7. Where do you stand on the PRCA?

I’d like to explore more cooperation with the Institute of Internal Communication, as well as the Chartered Institute of Marketing and the Public Relations and Communications Association.  I think the market is overcrowded and that any benefits from competition between us are outweighed by the potential benefits of closer integration and cooperation.

8. ESG is one of the leading PR issues in public and private sector boardrooms and yet neither of the candidates has raised it in their manifesto. Is this a missed opportunity?

I don’t reference ESG – environmental, societal and governance – in my manifesto explicitly, but I address the environment when I address sustainability; I address societal issues in the manifesto when I talk about diversity and disability; and I address governance issues in my radical reform agenda. You’re right, like employee engagement, it’s a huge strategic opportunity emerging from COVID-19.

9. The time commitment to the role of President is significant. Can you commit to the role?

I am fortunate to have done well enough in my career to be able to plan in my year as President, if elected now, to not work full-time, so that I can properly commit to the role.  I don’t think that a President needs to be full-time, and indeed if they did spend all their time on CIPR work, I think they’d confuse what is a non-executive role with that of our permanent Chief Executive, which would be unhealthy.

I have held senior such roles before on both sides of the table – as the Leader of a London Borough council on the non-exec side, and currently as an Assistant Chief Executive of a council on the executive side – and I really do know the difference.

I’m also on course to have finished my MBA before taking office and am extremely confident that I can find the time needed to dedicate to this role.  I care passionately about the profession and the Institute, and I thank my mum for raising me with a public service ethos.

10. Why should members vote for Pete Holt?

If you’re a big fan of the status quo, and if you don’t want to rock the boat, then maybe I’m not the obvious recipient of your vote.

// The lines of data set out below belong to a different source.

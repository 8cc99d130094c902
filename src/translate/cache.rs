//! Local translation cache: in-memory LRU in front of the optional SQLite tier.
//! Lookups check memory first, then SQLite; SQLite hits are promoted into memory.
//! Writes go to both tiers. SQLite failures are logged and swallowed, so the
//! memory tier stays authoritative for the life of the process.
//!
//! Entries are never deleted. A bounded memory tier only makes sense in front of
//! SQLite, where an evicted entry is still one lookup away; a memory-only cache
//! should be [`LocalCache::unbounded`].

use std::num::NonZeroUsize;

use lru::LruCache;
use parking_lot::Mutex;
use tracing::warn;

use super::sqlite_cache::SqliteCache;
use super::{CacheEntry, LangCode};

/// Default in-memory capacity.
pub const DEFAULT_MEMORY_CAPACITY: usize = 8192;

/// Composite cache key. No string concatenation, so no separator collisions.
#[derive(Debug, Clone, PartialEq, Eq, Hash)]
pub struct CacheKey {
    pub lang: LangCode,
    pub text: String,
}

impl CacheKey {
    pub fn new(lang: LangCode, text: impl Into<String>) -> Self {
        Self {
            lang,
            text: text.into(),
        }
    }
}

pub struct LocalCache {
    memory: Mutex<LruCache<CacheKey, String>>,
    bounded: bool,
    persistent: Option<SqliteCache>,
}

impl LocalCache {
    /// Memory-only cache holding at most `capacity` entries. Evicted entries
    /// are gone; prefer [`LocalCache::unbounded`] without a persistent tier.
    pub fn new(capacity: usize) -> Self {
        Self {
            memory: Mutex::new(LruCache::new(
                NonZeroUsize::new(capacity).unwrap_or(NonZeroUsize::MIN),
            )),
            bounded: true,
            persistent: None,
        }
    }

    /// Memory-only cache that never evicts.
    pub fn unbounded() -> Self {
        Self {
            memory: Mutex::new(LruCache::unbounded()),
            bounded: false,
            persistent: None,
        }
    }

    /// Memory cache backed by a persistent SQLite tier.
    pub fn with_persistent(capacity: usize, persistent: SqliteCache) -> Self {
        Self {
            persistent: Some(persistent),
            ..Self::new(capacity)
        }
    }

    pub fn has_persistent(&self) -> bool {
        self.persistent.is_some()
    }

    pub fn is_bounded(&self) -> bool {
        self.bounded
    }

    pub fn get(&self, lang: LangCode, text: &str) -> Option<String> {
        let key = CacheKey::new(lang, text);
        if let Some(hit) = self.memory.lock().get(&key) {
            return Some(hit.clone());
        }
        let hit = self.persistent.as_ref()?.get(lang, text)?;
        self.memory.lock().put(key, hit.clone());
        Some(hit)
    }

    pub fn put(&self, lang: LangCode, text: &str, translation: &str) {
        self.memory
            .lock()
            .put(CacheKey::new(lang, text), translation.to_string());
        if let Some(persistent) = &self.persistent {
            if let Err(e) = persistent.insert(lang, text, translation) {
                warn!(error = %e, lang = %lang, "persistent cache write dropped");
            }
        }
    }

    /// Bulk load, used when warming from the shared dictionary.
    pub fn put_many(&self, entries: &[CacheEntry]) {
        {
            let mut memory = self.memory.lock();
            for entry in entries {
                memory.put(
                    CacheKey::new(entry.target_lang, entry.source_text.as_str()),
                    entry.translated_text.clone(),
                );
            }
        }
        if let Some(persistent) = &self.persistent {
            if let Err(e) = persistent.insert_many(entries) {
                warn!(error = %e, count = entries.len(), "persistent cache bulk write dropped");
            }
        }
    }

    pub fn memory_len(&self) -> usize {
        self.memory.lock().len()
    }

    /// Entries persisted for `lang`; zero without a persistent tier.
    pub fn persistent_len(&self, lang: LangCode) -> usize {
        self.persistent.as_ref().map_or(0, |p| p.count(lang))
    }
}

impl Default for LocalCache {
    fn default() -> Self {
        Self::new(DEFAULT_MEMORY_CAPACITY)
    }
}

If my analysis, vision, concrete plans and sheer scale of change I am promoting resonate with individual members, and my capacity, skills, knowledge, experience, energy and drive to deliver my vision reassures them that I can push through such radical change, then I hope they will trust me with their vote.

Further information

Pete has shared his manifesto on his blog. He’s also writing throughout the election period about issues raised by members. You can connect with him on Twitter and ask a question @peterholt99.

Voting

Voting in the CIPR Election kicked off last week and runs until Friday, 16 October. The successful candidate will be announced shortly thereafter.